From SO/Sp instantons to W-algebra blocks

TL;DR

This paper explores instanton partition functions for specific superconformal gauge theories, revealing their relations through geometric mappings and establishing an AGT-type correspondence with W-algebra blocks, simplifying previous U(1) factor issues.

Contribution

It introduces a new AGT-type correspondence for Sp(1)/SO(4) theories with W(2,2)-algebra symmetry, connecting instanton functions via geometric double coverings.

Findings

Agreement of instanton partition functions after coupling mapping

Formulation of an AGT-type correspondence with W(2,2)-algebra

Explicit computation for linear quivers confirming the correspondence

Abstract

We study instanton partition functions for N=2 superconformal Sp(1) and SO(4) gauge theories.
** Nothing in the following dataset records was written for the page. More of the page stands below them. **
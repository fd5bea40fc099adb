//! HTTP transport abstraction.
//!
//! The query client and session manager only speak to a [`HttpTransport`].
//! [`ReqwestTransport`] is the production implementation; [`ReplayTransport`]
//! serves canned responses for offline use and tests.

use std::collections::BTreeMap;
use std::sync::Mutex;
use std::time::Duration;

use async_trait::async_trait;
use reqwest::header;
use reqwest::Client;
use thiserror::Error;

/// Outgoing GET request.
#[derive(Debug, Clone, PartialEq, Eq)]
pub struct HttpRequest {
    pub url: String,
    /// Header names are stored lowercase
    pub headers: BTreeMap<String, String>,
}

impl HttpRequest {
    pub fn get(url: impl Into<String>) -> Self {
        Self {
            url: url.into(),
            headers: BTreeMap::new(),
        }
    }

    pub fn with_header(mut self, name: impl Into<String>, value: impl Into<String>) -> Self {
        self.headers
            .insert(name.into().to_ascii_lowercase(), value.into());
        self
    }

    pub fn header(&self, name: &str) -> Option<&str> {
        self.headers
            .get(&name.to_ascii_lowercase())
            .map(String::as_str)
    }
}

/// Response as seen by the provider.
#[derive(Debug, Clone, PartialEq, Eq)]
pub struct HttpResponse {
    pub status: u16,
    /// Raw `Set-Cookie` header values, in order of appearance
    pub set_cookies: Vec<String>,
    pub body: String,
}

impl HttpResponse {
    pub fn ok(body: impl Into<String>) -> Self {
        Self::with_status(200, body)
    }

    pub fn with_status(status: u16, body: impl Into<String>) -> Self {
        Self {
            status,
            set_cookies: Vec::new(),
            body: body.into(),
        }
    }

    pub fn with_cookie(mut self, cookie: impl Into<String>) -> Self {
        self.set_cookies.push(cookie.into());
        self
    }

    pub const fn is_success(&self) -> bool {
        self.status >= 200 && self.status < 300
    }
}

/// Request could not be completed (connect, timeout, body read).
#[derive(Debug, Clone, PartialEq, Eq, Error)]
#[error("{message}")]
pub struct HttpError {
    message: String,
}

impl HttpError {
    pub fn new(message: impl Into<String>) -> Self {
        Self {
            message: message.into(),
        }
    }

    pub fn message(&self) -> &str {
        &self.message
    }
}

/// Transport contract used by the session manager and query client.
#[async_trait]
pub trait HttpTransport: Send + Sync {
    async fn execute(&self, request: HttpRequest) -> Result<HttpResponse, HttpError>;
}

/// Production transport backed by a pooled `reqwest::Client`.
#[derive(Debug, Clone)]
pub struct ReqwestTransport {
    client: Client,
    timeout: Duration,
}

impl ReqwestTransport {
    /// Create a transport whose requests are bounded by `timeout`.
    pub fn new(timeout: Duration) -> Self {
        let client = Client::builder()
            .timeout(timeout)
            .build()
            .unwrap_or_else(|_| Client::new());

        Self { client, timeout }
    }
}

#[async_trait]
impl HttpTransport for ReqwestTransport {
    async fn execute(&self, request: HttpRequest) -> Result<HttpResponse, HttpError> {
        let mut builder = self.client.get(&request.url).timeout(self.timeout);
        for (name, value) in &request.headers {
            builder = builder.header(name.as_str(), value.as_str());
        }

        let response = builder.send().await.map_err(|e| {
            if e.is_timeout() {
                HttpError::new(format!("request timeout: {}", e))
            } else if e.is_connect() {
                HttpError::new(format!("connection failed: {}", e))
            } else {
                HttpError::new(format!("request failed: {}", e))
            }
        })?;

        let status = response.status().as_u16();
        let set_cookies = response
            .headers()
            .get_all(header::SET_COOKIE)
            .iter()
            .filter_map(|value| value.to_str().ok())
            .map(str::to_string)
            .collect();

        let body = response
            .text()
            .await
            .map_err(|e| HttpError::new(format!("failed to read response body: {}", e)))?;

        Ok(HttpResponse {
            status,
            set_cookies,
            body,
        })
    }
}

/// Serves canned responses keyed by a URL fragment.
///
/// The first route whose fragment occurs in the request URL wins. Requests
/// matching no route fail with a transport error. Every request is recorded.
#[derive(Debug, Default)]
pub struct ReplayTransport {
    routes: Vec<(String, Result<HttpResponse, HttpError>)>,
    requests: Mutex<Vec<HttpRequest>>,
}

impl ReplayTransport {
    pub fn new() -> Self {
        Self::default()
    }

    /// Answer requests containing `fragment` with `response`.
    pub fn route(mut self, fragment: impl Into<String>, response: HttpResponse) -> Self {
        self.routes.push((fragment.into(), Ok(response)));
        self
    }

    /// Fail requests containing `fragment` with a transport error.
    pub fn fail(mut self, fragment: impl Into<String>, message: impl Into<String>) -> Self {
        self.routes
            .push((fragment.into(), Err(HttpError::new(message))));
        self
    }

    /// Requests seen so far.
    pub fn requests(&self) -> Vec<HttpRequest> {
        self.requests
            .lock()
            .unwrap_or_else(|poisoned| poisoned.into_inner())
            .clone()
    }

    /// Number of recorded requests whose URL contains `fragment`.
    pub fn count_matching(&self, fragment: &str) -> usize {
        self.requests
            .lock()
            .unwrap_or_else(|poisoned| poisoned.into_inner())
            .iter()
            .filter(|r| r.url.contains(fragment))
            .count()
    }
}

#[async_trait]
impl HttpTransport for ReplayTransport {
    async fn execute(&self, request: HttpRequest) -> Result<HttpResponse, HttpError> {
        let url = request.url.clone();
        self.requests
            .lock()
            .unwrap_or_else(|poisoned| poisoned.into_inner())
            .push(request);

        self.routes
            .iter()
            .find(|(fragment, _)| url.contains(fragment.as_str()))
            .map(|(_, response)| response.clone())
            .unwrap_or_else(|| Err(HttpError::new(format!("no route for {}", url))))
    }
}
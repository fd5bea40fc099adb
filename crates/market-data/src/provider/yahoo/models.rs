//! Yahoo Finance API response models.
//!
//! Raw payloads are decoded once into these types. Every field the API may
//! omit is an `Option`, so a missing field is a typed absence rather than a
//! lookup miss later on.

use serde::Deserialize;

/// Error object embedded in several Yahoo envelopes.
#[derive(Debug, Clone, Default, Deserialize, PartialEq)]
pub struct YahooApiError {
    pub code: Option<String>,
    pub description: Option<String>,
}

impl YahooApiError {
    pub fn describe(&self) -> String {
        match (&self.code, &self.description) {
            (Some(code), Some(description)) => format!("{}: {}", code, description),
            (Some(code), None) => code.clone(),
            (None, Some(description)) => description.clone(),
            (None, None) => "unknown error".to_string(),
        }
    }
}

// ============================================================================
// v7 quote
// ============================================================================

/// Response wrapper for the v7 quote API
#[derive(Debug, Deserialize)]
#[serde(rename_all = "camelCase")]
pub struct YahooQuoteEnvelope {
    pub quote_response: Option<YahooQuoteResponse>,
    /// Returned instead of `quoteResponse` when the crumb is rejected
    pub finance: Option<YahooFinanceError>,
    pub error: Option<YahooApiError>,
}

#[derive(Debug, Deserialize)]
pub struct YahooQuoteResponse {
    #[serde(default)]
    pub result: Vec<YahooQuote>,
    pub error: Option<YahooApiError>,
}

#[derive(Debug, Deserialize)]
pub struct YahooFinanceError {
    pub error: Option<YahooApiError>,
}

impl YahooQuoteEnvelope {
    /// The first error object found anywhere in the envelope.
    pub fn api_error(&self) -> Option<&YahooApiError> {
        self.error
            .as_ref()
            .or_else(|| self.quote_response.as_ref().and_then(|r| r.error.as_ref()))
            .or_else(|| self.finance.as_ref().and_then(|f| f.error.as_ref()))
    }

    /// First quote of the result list.
    pub fn into_first_quote(self) -> Option<YahooQuote> {
        self.quote_response
            .and_then(|r| r.result.into_iter().next())
    }
}

/// Single entry of the v7 quote result list
#[derive(Debug, Clone, Default, Deserialize, PartialEq)]
#[serde(rename_all = "camelCase")]
pub struct YahooQuote {
    pub symbol: Option<String>,
    pub short_name: Option<String>,
    pub long_name: Option<String>,
    pub long_business_summary: Option<String>,
    pub quote_type: Option<String>,
    pub exchange: Option<String>,
    pub region: Option<String>,
}

// ============================================================================
// v1 search
// ============================================================================

/// Response wrapper for the v1 search API
#[derive(Debug, Deserialize)]
pub struct YahooSearchEnvelope {
    #[serde(default)]
    pub quotes: Vec<YahooSearchQuote>,
    /// Returned instead of `quotes` when the request is rejected
    pub finance: Option<YahooFinanceError>,
}

impl YahooSearchEnvelope {
    pub fn api_error(&self) -> Option<&YahooApiError> {
        self.finance.as_ref().and_then(|f| f.error.as_ref())
    }
}

/// Search hit. Note the lowercase `shortname`/`longname` keys.
#[derive(Debug, Clone, Default, Deserialize, PartialEq)]
pub struct YahooSearchQuote {
    pub symbol: Option<String>,
    pub shortname: Option<String>,
    pub longname: Option<String>,
    pub name: Option<String>,
    #[serde(rename = "exchDisp")]
    pub exch_disp: Option<String>,
}

impl YahooSearchQuote {
    /// Display name: short name, then long name, then plain name.
    pub fn display_name(&self) -> Option<&str> {
        [&self.shortname, &self.longname, &self.name]
            .into_iter()
            .filter_map(|n| n.as_deref())
            .map(str::trim)
            .find(|n| !n.is_empty())
    }
}

// ============================================================================
// v8 chart
// ============================================================================

/// Response wrapper for the v8 chart API
#[derive(Debug, Deserialize)]
pub struct YahooChartEnvelope {
    pub chart: YahooChart,
}

#[derive(Debug, Deserialize)]
pub struct YahooChart {
    pub result: Option<Vec<YahooChartResult>>,
    pub error: Option<YahooApiError>,
}

/// Per-symbol chart block
#[derive(Debug, Clone, Default, Deserialize, PartialEq)]
pub struct YahooChartResult {
    #[serde(default)]
    pub meta: YahooChartMeta,
    pub timestamp: Option<Vec<Option<i64>>>,
    #[serde(default)]
    pub indicators: YahooIndicators,
}

/// Batch-level metadata of a chart block
#[derive(Debug, Clone, Default, Deserialize, PartialEq)]
#[serde(rename_all = "camelCase")]
pub struct YahooChartMeta {
    pub currency: Option<String>,
    pub symbol: Option<String>,
    pub exchange_name: Option<String>,
    /// Exchange offset from UTC in seconds
    #[serde(rename = "gmtoffset")]
    pub gmt_offset: Option<i32>,
}

#[derive(Debug, Clone, Default, Deserialize, PartialEq)]
pub struct YahooIndicators {
    #[serde(default)]
    pub quote: Vec<YahooIndicatorQuote>,
}

/// Parallel open and close arrays; either may be absent as a whole
#[derive(Debug, Clone, Default, Deserialize, PartialEq)]
pub struct YahooIndicatorQuote {
    pub open: Option<Vec<Option<f64>>>,
    pub close: Option<Vec<Option<f64>>>,
}

impl YahooChartResult {
    pub fn timestamps(&self) -> Option<&[Option<i64>]> {
        self.timestamp.as_deref()
    }

    fn first_quote(&self) -> Option<&YahooIndicatorQuote> {
        self.indicators.quote.first()
    }

    /// `indicators.quote[0].close`
    pub fn closes(&self) -> Option<&[Option<f64>]> {
        self.first_quote().and_then(|q| q.close.as_deref())
    }

    /// Closes, or opens when the close array is absent altogether.
    ///
    /// The fallback is all-or-nothing: a close array with gaps is never
    /// patched with opens.
    pub fn closes_or_opens(&self) -> Option<&[Option<f64>]> {
        self.closes()
            .or_else(|| self.first_quote().and_then(|q| q.open.as_deref()))
    }

    /// Offset used to turn bar timestamps into exchange-local dates.
    pub fn utc_offset(&self) -> i32 {
        self.meta.gmt_offset.unwrap_or(0)
    }
}
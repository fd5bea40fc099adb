/// How far a failure propagates.
///
/// | Tier | Operation result | Diagnostic event |
/// |------|------------------|------------------|
/// | `Hard` | Fails | Only for missing-array cases |
/// | `Soft` | Succeeds with the point dropped | Always |
#[derive(Clone, Copy, Debug, Eq, PartialEq)]
pub enum FailureTier {
    /// Abort the enclosing operation and return the error to the caller.
    Hard,

    /// Drop the offending point, emit a warning and keep going.
    Soft,
}

/// Coarse classification of a [`MarketDataError`](super::MarketDataError).
#[derive(Clone, Copy, Debug, Eq, PartialEq, Hash)]
pub enum ErrorKind {
    /// Session acquisition failed.
    Auth,
    /// A request failed or the provider rejected it.
    Transport,
    /// A required structure is absent or misaligned.
    DataShape,
    /// A single point is unusable.
    DataPoint,
    /// Well-formed response, but no record matches.
    NotFound,
}
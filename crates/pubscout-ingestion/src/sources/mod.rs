//! Literature source clients.

pub mod pubmed;

use async_trait::async_trait;

use crate::models::ArticleRecord;

/// Common interface for literature source clients.
#[async_trait]
pub trait LiteratureSource: Send + Sync {
    /// Search for articles matching the keywords within the recency window,
    /// newest first. Returns fully parsed article records.
    async fn search(
        &self,
        keywords: &[String],
        years_back: u32,
        max_results: usize,
    ) -> anyhow::Result<Vec<ArticleRecord>>;
}
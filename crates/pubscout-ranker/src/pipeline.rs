//! Batch ranking pipeline: extract contacts, score, sort, assign ranks.

use chrono::{Datelike, Utc};
use serde::{Deserialize, Serialize};
use tracing::debug;

use pubscout_ingestion::models::ArticleRecord;

use crate::contact;
use crate::scorer;
use crate::weights::ScoreWeights;

/// Display truncation length for affiliations and paper titles.
const DISPLAY_TRUNCATE: usize = 200;

/// A ranked, scored outreach candidate derived from one publication.
/// Plain data, directly serializable into the API response.
#[derive(Debug, Clone, Serialize, Deserialize)]
pub struct Lead {
    pub rank: usize,
    pub name: String,
    pub affiliation: String,
    pub email: Option<String>,
    pub paper_title: String,
    pub publication_date: String,
    pub score: u32,
    pub pmid: String,
}

/// Single-shot batch ranker. Holds only configuration; no state survives
/// between calls, so concurrent rankings are independent.
#[derive(Debug, Clone)]
pub struct LeadRanker {
    weights: ScoreWeights,
    current_year: i32,
}

impl LeadRanker {
    pub fn new(weights: ScoreWeights) -> Self {
        Self {
            weights,
            current_year: Utc::now().year(),
        }
    }

    /// Pin the reference year used for recency scoring (tests).
    pub fn with_current_year(mut self, year: i32) -> Self {
        self.current_year = year;
        self
    }

    /// Rank a batch of articles against the search keywords.
    ///
    /// Articles with no usable author are dropped; one bad record never
    /// aborts the batch. The result is sorted by score descending with a
    /// stable sort, so ties keep the upstream pub-date ordering, and
    /// carries dense 1-based ranks. No top-N truncation happens here.
    pub fn rank(&self, articles: &[ArticleRecord], keywords: &[String]) -> Vec<Lead> {
        let mut leads: Vec<Lead> = articles
            .iter()
            .filter_map(|article| {
                let Some(contact) = contact::extract(article) else {
                    debug!(pmid = %article.pmid, "no usable author, dropping article");
                    return None;
                };
                let score =
                    scorer::score(article, &contact, keywords, self.current_year, &self.weights);
                Some(Lead {
                    rank: 0, // assigned after sorting
                    name: contact.name,
                    affiliation: truncate(&contact.affiliation, DISPLAY_TRUNCATE),
                    email: contact.email,
                    paper_title: truncate(&article.title, DISPLAY_TRUNCATE),
                    publication_date: article.pub_date.display(),
                    score,
                    pmid: article.pmid.clone(),
                })
            })
            .collect();

        leads.sort_by(|a, b| b.score.cmp(&a.score));
        for (idx, lead) in leads.iter_mut().enumerate() {
            lead.rank = idx + 1;
        }
        leads
    }
}

impl Default for LeadRanker {
    fn default() -> Self {
        Self::new(ScoreWeights::default())
    }
}

fn truncate(s: &str, max_chars: usize) -> String {
    s.chars().take(max_chars).collect()
}

#[cfg(test)]
mod tests {
    use super::*;
    use pubscout_ingestion::models::{AuthorEntry, PubDate};

    fn author(fore: &str, last: &str, affiliation: &str) -> AuthorEntry {
        AuthorEntry {
            fore_name: Some(fore.to_string()),
            last_name: Some(last.to_string()),
            affiliation: Some(affiliation.to_string()),
        }
    }

    fn article(pmid: &str, title: &str, year: &str, authors: Vec<AuthorEntry>) -> ArticleRecord {
        ArticleRecord {
            pmid: pmid.to_string(),
            title: title.to_string(),
            pub_date: PubDate {
                year: Some(year.to_string()),
                month: "01".to_string(),
            },
            authors,
        }
    }

    fn ranker() -> LeadRanker {
        LeadRanker::default().with_current_year(2026)
    }

    #[test]
    fn test_ranks_are_dense_permutation() {
        let articles = vec![
            article("1", "organoid study", "2026", vec![author("A", "One", "X")]),
            article("2", "unrelated", "2020", vec![author("B", "Two", "Y")]),
            article("3", "organoid advances", "2025", vec![author("C", "Three", "Z, c@z.org")]),
        ];
        let leads = ranker().rank(&articles, &["organoid".to_string()]);
        assert_eq!(leads.len(), 3);
        let mut ranks: Vec<usize> = leads.iter().map(|l| l.rank).collect();
        ranks.sort();
        assert_eq!(ranks, vec![1, 2, 3]);
    }

    #[test]
    fn test_sorted_by_score_descending() {
        let articles = vec![
            article("1", "nothing relevant", "2019", vec![author("A", "One", "X")]),
            article("2", "organoid study", "2026", vec![author("B", "Two", "Y, b@y.org")]),
            article("3", "organoid mention", "2024", vec![author("C", "Three", "Z")]),
        ];
        let leads = ranker().rank(&articles, &["organoid".to_string()]);
        for pair in leads.windows(2) {
            assert!(pair[0].score >= pair[1].score);
        }
        assert_eq!(leads[0].pmid, "2");
    }

    #[test]
    fn test_ties_keep_input_order() {
        // Identical articles score identically; the stable sort must keep
        // the upstream ordering.
        let articles = vec![
            article("first", "same title", "2025", vec![author("A", "One", "X")]),
            article("second", "same title", "2025", vec![author("B", "Two", "Y")]),
            article("third", "same title", "2025", vec![author("C", "Three", "Z")]),
        ];
        let leads = ranker().rank(&articles, &["same".to_string()]);
        let order: Vec<&str> = leads.iter().map(|l| l.pmid.as_str()).collect();
        assert_eq!(order, vec!["first", "second", "third"]);
    }

    #[test]
    fn test_malformed_record_dropped_not_fatal() {
        let unusable = ArticleRecord {
            pmid: "bad".to_string(),
            title: "no authors at all".to_string(),
            pub_date: PubDate::unknown(),
            authors: vec![],
        };
        let mut articles = vec![
            article("1", "t", "2026", vec![author("A", "One", "X")]),
            article("2", "t", "2026", vec![author("B", "Two", "Y")]),
        ];
        articles.insert(1, unusable);
        articles.push(article("3", "t", "2026", vec![author("C", "Three", "Z")]));
        articles.push(article("4", "t", "2026", vec![author("D", "Four", "W")]));

        let leads = ranker().rank(&articles, &[]);
        assert_eq!(leads.len(), 4);
        let ranks: Vec<usize> = leads.iter().map(|l| l.rank).collect();
        assert_eq!(ranks, vec![1, 2, 3, 4]);
        assert!(leads.iter().all(|l| l.pmid != "bad"));
    }

    #[test]
    fn test_display_truncation_to_200_chars() {
        let long_affiliation = "a".repeat(250);
        let long_title = "b".repeat(300);
        let articles = vec![article(
            "1",
            &long_title,
            "2026",
            vec![author("A", "One", &long_affiliation)],
        )];
        let leads = ranker().rank(&articles, &[]);
        assert_eq!(leads[0].affiliation.chars().count(), 200);
        assert_eq!(leads[0].paper_title.chars().count(), 200);

        // The underlying contact keeps the raw value.
        let contact = crate::contact::extract(&articles[0]).unwrap();
        assert_eq!(contact.affiliation.chars().count(), 250);
    }

    #[test]
    fn test_scores_within_bounds() {
        let articles = vec![
            article("1", "organoid hepatotoxicity in vitro", "2026",
                vec![author("A", "One", "X, a@x.org")]),
            article("2", "", "1990", vec![author("B", "Two", "Y")]),
        ];
        let kws: Vec<String> = ["organoid", "hepatotoxicity", "in vitro", "liver"]
            .iter()
            .map(|s| s.to_string())
            .collect();
        let leads = ranker().rank(&articles, &kws);
        assert!(leads.iter().all(|l| l.score <= 100));
    }

    #[test]
    fn test_empty_batch_yields_empty_output() {
        let leads = ranker().rank(&[], &["organoid".to_string()]);
        assert!(leads.is_empty());
    }
}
We find that they agree with the corresponding U(2) instanton partitions functions only after a non-trivial mapping of the microscopic gauge couplings, since the instanton counting involves different renormalization schemes. Geometrically, this mapping relates the Gaiotto curves of the different realizations as double coverings. We then formulate an AGT-type correspondence between Sp(1)/SO(4) instanton partition functions and chiral blocks with an underlying W(2,2)-algebra symmetry. This form of the correspondence eliminates the need to divide out extra U(1) factors. Finally, to check this correspondence for linear quivers, we compute expressions for the Sp(1)-SO(4) half-bifundamental.